[Entries taken from a collection]
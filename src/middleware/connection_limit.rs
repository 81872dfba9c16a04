//! Connection limit middleware for WebSocket connections
//!
//! Enforces a global maximum of WebSocket connections and a per-IP limit.
//!
//! # Example
//!
//! ```ignore
//! use axum::Router;
//! use callbridge_gateway::middleware::connection_limit_middleware;
//!
//! let app = Router::new()
//!     .route("/stream", get(stream_handler))
//!     .layer(axum::middleware::from_fn_with_state(
//!         state.clone(),
//!         connection_limit_middleware,
//!     ));
//! ```

use axum::{
    body::Body,
    extract::{ConnectInfo, State},
    http::{Request, StatusCode},
    middleware::Next,
    response::{IntoResponse, Response},
};
use std::net::{IpAddr, SocketAddr};
use std::sync::Arc;

use crate::state::{AppState, ConnectionLimitError};

/// Client IP of an accepted WebSocket upgrade. The handler turns it into a
/// [`ConnectionGuard`](crate::state::ConnectionGuard) that frees the slot.
#[derive(Clone, Copy, Debug)]
pub struct ClientIp(pub IpAddr);

/// Reserve a connection slot for WebSocket upgrade requests.
///
/// - 503 Service Unavailable when the global limit is reached
/// - 429 Too Many Requests when the per-IP limit is reached
///
/// Non-upgrade requests pass through. If the handler does not switch
/// protocols, the slot is released again here.
pub async fn connection_limit_middleware(
    State(state): State<Arc<AppState>>,
    ConnectInfo(addr): ConnectInfo<SocketAddr>,
    mut request: Request<Body>,
    next: Next,
) -> Response {
    let is_ws_upgrade = request
        .headers()
        .get("upgrade")
        .and_then(|v| v.to_str().ok())
        .map(|v| v.eq_ignore_ascii_case("websocket"))
        .unwrap_or(false);

    if !is_ws_upgrade {
        return next.run(request).await;
    }

    let client_ip = addr.ip();

    match state.try_acquire_connection(client_ip) {
        Ok(()) => {
            request.extensions_mut().insert(ClientIp(client_ip));
            let response = next.run(request).await;
            if response.status() != StatusCode::SWITCHING_PROTOCOLS {
                state.release_connection(client_ip);
            }
            response
        }
        Err(ConnectionLimitError::GlobalLimitReached) => {
            tracing::warn!(ip = %client_ip, "Rejecting connection: global limit reached");
            (
                StatusCode::SERVICE_UNAVAILABLE,
                "Server at capacity. Please try again later.",
            )
                .into_response()
        }
        Err(ConnectionLimitError::PerIpLimitReached) => {
            tracing::warn!(ip = %client_ip, "Rejecting connection: per-IP limit reached");
            (
                StatusCode::TOO_MANY_REQUESTS,
                "Too many connections from your IP address.",
            )
                .into_response()
        }
    }
}

#[cfg(test)]
mod tests {
    use super::*;
    use crate::config::ServerConfig;
    use axum::{Router, routing::get};
    use std::net::Ipv4Addr;
    use tower::ServiceExt;

    fn limited_config(global: Option<usize>, per_ip: u32) -> ServerConfig {
        let mut config = ServerConfig::default();
        config.max_websocket_connections = global;
        config.max_connections_per_ip = per_ip;
        config
    }

    #[tokio::test]
    async fn test_per_ip_limit() {
        let state = AppState::new(limited_config(Some(10), 3)).await;
        let ip: IpAddr = Ipv4Addr::new(192, 168, 1, 100).into();

        assert_eq!(state.ws_connection_count(), 0);
        for expected in 1..=3 {
            assert!(state.try_acquire_connection(ip).is_ok());
            assert_eq!(state.ip_connection_count(&ip), expected);
        }

        assert_eq!(
            state.try_acquire_connection(ip),
            Err(ConnectionLimitError::PerIpLimitReached)
        );
        assert_eq!(state.ws_connection_count(), 3);

        state.release_connection(ip);
        assert_eq!(state.ws_connection_count(), 2);
        assert!(state.try_acquire_connection(ip).is_ok());
    }

    #[tokio::test]
    async fn test_global_limit() {
        let state = AppState::new(limited_config(Some(5), 10)).await;
        let ips: Vec<IpAddr> = (1..=6).map(|i| Ipv4Addr::new(192, 168, 1, i).into()).collect();

        for ip in &ips[0..5] {
            assert!(state.try_acquire_connection(*ip).is_ok());
        }
        assert_eq!(
            state.try_acquire_connection(ips[5]),
            Err(ConnectionLimitError::GlobalLimitReached)
        );

        state.release_connection(ips[0]);
        assert!(state.try_acquire_connection(ips[5]).is_ok());
    }

    fn upgrade_request() -> Request<Body> {
        let mut request = Request::builder()
            .uri("/stream")
            .header("upgrade", "websocket")
            .body(Body::empty())
            .unwrap();
        request
            .extensions_mut()
            .insert(ConnectInfo(SocketAddr::from(([10, 0, 0, 7], 4000))));
        request
    }

    #[tokio::test]
    async fn test_rejected_upgrade_releases_slot() {
        let state = AppState::new(limited_config(Some(1), 1)).await;
        let app = Router::new()
            .route("/stream", get(|| async { StatusCode::INTERNAL_SERVER_ERROR }))
            .layer(axum::middleware::from_fn_with_state(
                state.clone(),
                connection_limit_middleware,
            ))
            .with_state(state.clone());

        let response = app.clone().oneshot(upgrade_request()).await.unwrap();
        assert_eq!(response.status(), StatusCode::INTERNAL_SERVER_ERROR);
        assert_eq!(state.ws_connection_count(), 0);
    }

    #[tokio::test]
    async fn test_capacity_response() {
        let state = AppState::new(limited_config(Some(1), 5)).await;
        state.try_acquire_connection(Ipv4Addr::new(1, 1, 1, 1).into()).unwrap();

        let app = Router::new()
            .route("/stream", get(|| async { "ok" }))
            .layer(axum::middleware::from_fn_with_state(
                state.clone(),
                connection_limit_middleware,
            ))
            .with_state(state.clone());

        let response = app.oneshot(upgrade_request()).await.unwrap();
        assert_eq!(response.status(), StatusCode::SERVICE_UNAVAILABLE);
    }
}
//! OpenAI REST clients: realtime sessions, SDP exchange, chat, assistants, speech.

mod assistants;
mod chat;
mod client;
mod error;
mod sdp;
mod sessions;
mod speech;

pub use assistants::{
    Assistant, AssistantRequest, AssistantTool, NO_RESPONSE, RunPolling, UNSUPPORTED_RESPONSE,
};
pub use chat::ChatMessage;
pub use client::OpenAIClient;
pub use error::{OpenAIError, OpenAIResult};
pub use sdp::SdpExchange;
pub use sessions::{ClientSecret, RealtimeSession, ServerVadParams, SessionSettings, TurnDetectionMode};
pub use speech::{SPEECH_MODEL, SPEECH_VOICES};
//! Realtime session handshake.
//!
//! [`negotiate`] drives the sequence a WebRTC client runs to reach the
//! realtime provider directly:
//!
//! 1. obtain a session descriptor and its short-lived token
//! 2. attach local audio
//! 3. open the ordered `events` data channel
//! 4. create the local offer and wait for ICE gathering (bounded)
//! 5. POST the offer SDP with the session token
//! 6. apply the remote answer
//!
//! The WebRTC stack sits behind [`PeerTransport`]; any failure after the
//! token is obtained closes the transport exactly once.

mod conversation;
mod status;

use std::time::Duration;

use async_trait::async_trait;
use thiserror::Error;

use crate::core::openai::{OpenAIClient, OpenAIError, RealtimeSession, SdpExchange, SessionSettings};

pub use conversation::{ConversationLog, DataChannelEvent, ErrorBody, LogEntry, Speaker};
pub use status::{PeerState, SessionStatus};

/// Label of the side channel carrying JSON events.
pub const EVENTS_CHANNEL: &str = "events";

/// Default bound on ICE gathering.
pub const DEFAULT_ICE_GATHERING_TIMEOUT: Duration = Duration::from_secs(10);

#[derive(Debug, Error)]
pub enum NegotiationError {
    #[error("Failed to create session: {0}")]
    Session(String),

    #[error("Session descriptor did not include a client secret")]
    MissingToken,

    #[error("Failed to access microphone: {0}")]
    LocalAudio(String),

    #[error("Peer connection error: {0}")]
    Transport(String),

    #[error("ICE gathering timed out after {0:?}")]
    IceGatheringTimeout(Duration),

    #[error("Failed to connect to OpenAI: {0}")]
    SdpExchange(#[from] OpenAIError),
}

/// Error reported by a [`PeerTransport`] implementation.
#[derive(Debug, Error)]
#[error("{0}")]
pub struct TransportError(pub String);

/// Local side of a WebRTC peer connection.
#[async_trait]
pub trait PeerTransport: Send {
    /// Acquire the microphone and add its track to the connection.
    async fn attach_local_audio(&mut self) -> Result<(), TransportError>;

    async fn open_data_channel(&mut self, label: &str, ordered: bool) -> Result<(), TransportError>;

    /// Create an offer and set it as the local description. Returns the offer SDP.
    async fn create_offer(&mut self) -> Result<String, TransportError>;

    /// Resolve once ICE gathering is complete (immediately if it already is).
    async fn ice_gathering_complete(&mut self) -> Result<(), TransportError>;

    /// Current local description, including gathered candidates.
    fn local_description(&self) -> Option<String>;

    async fn set_remote_answer(&mut self, sdp: &str) -> Result<(), TransportError>;

    /// Release audio tracks, the connection and the playback sink.
    async fn close(&mut self);
}

/// Where session descriptors come from.
#[async_trait]
pub trait TokenSource: Send + Sync {
    async fn create_session(&self, settings: &SessionSettings) -> Result<RealtimeSession, NegotiationError>;
}

/// Server-side source: asks the provider directly with the account key.
#[async_trait]
impl TokenSource for OpenAIClient {
    async fn create_session(&self, settings: &SessionSettings) -> Result<RealtimeSession, NegotiationError> {
        self.create_realtime_session(settings)
            .await
            .map_err(|e| NegotiationError::Session(e.to_string()))
    }
}

/// Client-side source: asks a gateway's `POST /create-session` endpoint.
#[derive(Debug, Clone)]
pub struct GatewayTokenSource {
    http: reqwest::Client,
    endpoint: String,
}

impl GatewayTokenSource {
    pub fn new(http: reqwest::Client, gateway_url: &str) -> Self {
        Self {
            http,
            endpoint: format!("{}/create-session", gateway_url.trim_end_matches('/')),
        }
    }
}

#[async_trait]
impl TokenSource for GatewayTokenSource {
    async fn create_session(&self, settings: &SessionSettings) -> Result<RealtimeSession, NegotiationError> {
        let response = self
            .http
            .post(&self.endpoint)
            .json(settings)
            .send()
            .await
            .map_err(|e| NegotiationError::Session(e.to_string()))?;

        let status = response.status();
        let body: serde_json::Value = response
            .json()
            .await
            .map_err(|e| NegotiationError::Session(format!("Failed to parse session response: {e}")))?;

        if !status.is_success() {
            let message = body
                .pointer("/details/error/message")
                .or_else(|| body.get("message"))
                .and_then(|v| v.as_str())
                .unwrap_or("Failed to create session");
            return Err(NegotiationError::Session(message.to_string()));
        }

        serde_json::from_value(body).map_err(|_| NegotiationError::MissingToken)
    }
}

#[derive(Debug, Clone)]
pub struct NegotiationConfig {
    pub sdp: SdpExchange,
    pub ice_gathering_timeout: Duration,
}

/// Result of a successful handshake.
#[derive(Debug, Clone)]
pub struct NegotiatedSession {
    pub session: RealtimeSession,
    pub answer_sdp: String,
}

/// Run the handshake. On failure the transport has been closed.
pub async fn negotiate<T, S>(
    settings: &SessionSettings,
    token_source: &S,
    transport: &mut T,
    config: &NegotiationConfig,
) -> Result<NegotiatedSession, NegotiationError>
where
    T: PeerTransport + ?Sized,
    S: TokenSource + ?Sized,
{
    let session = token_source.create_session(settings).await?;
    if session.token().is_empty() {
        return Err(NegotiationError::MissingToken);
    }

    match connect_peer(settings, session.token(), transport, config).await {
        Ok(answer_sdp) => {
            tracing::info!(model = %settings.model, "Realtime peer connection negotiated");
            Ok(NegotiatedSession { session, answer_sdp })
        }
        Err(e) => {
            tracing::warn!(error = %e, "Negotiation failed, closing peer connection");
            transport.close().await;
            Err(e)
        }
    }
}

async fn connect_peer<T: PeerTransport + ?Sized>(
    settings: &SessionSettings,
    token: &str,
    transport: &mut T,
    config: &NegotiationConfig,
) -> Result<String, NegotiationError> {
    transport
        .attach_local_audio()
        .await
        .map_err(|e| NegotiationError::LocalAudio(e.0))?;

    transport
        .open_data_channel(EVENTS_CHANNEL, true)
        .await
        .map_err(|e| NegotiationError::Transport(e.0))?;

    let offer = transport
        .create_offer()
        .await
        .map_err(|e| NegotiationError::Transport(e.0))?;

    tokio::time::timeout(config.ice_gathering_timeout, transport.ice_gathering_complete())
        .await
        .map_err(|_| NegotiationError::IceGatheringTimeout(config.ice_gathering_timeout))?
        .map_err(|e| NegotiationError::Transport(e.0))?;

    let local_sdp = transport.local_description().unwrap_or(offer);
    let answer = config.sdp.exchange(token, &settings.model, &local_sdp).await?;

    transport
        .set_remote_answer(&answer)
        .await
        .map_err(|e| NegotiationError::Transport(e.0))?;

    Ok(answer)
}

PROBLEM TO WORK ON: Count the lines above in which the string "warn" occurs. Give that number and nothing else.

TASK OUTPUT: 3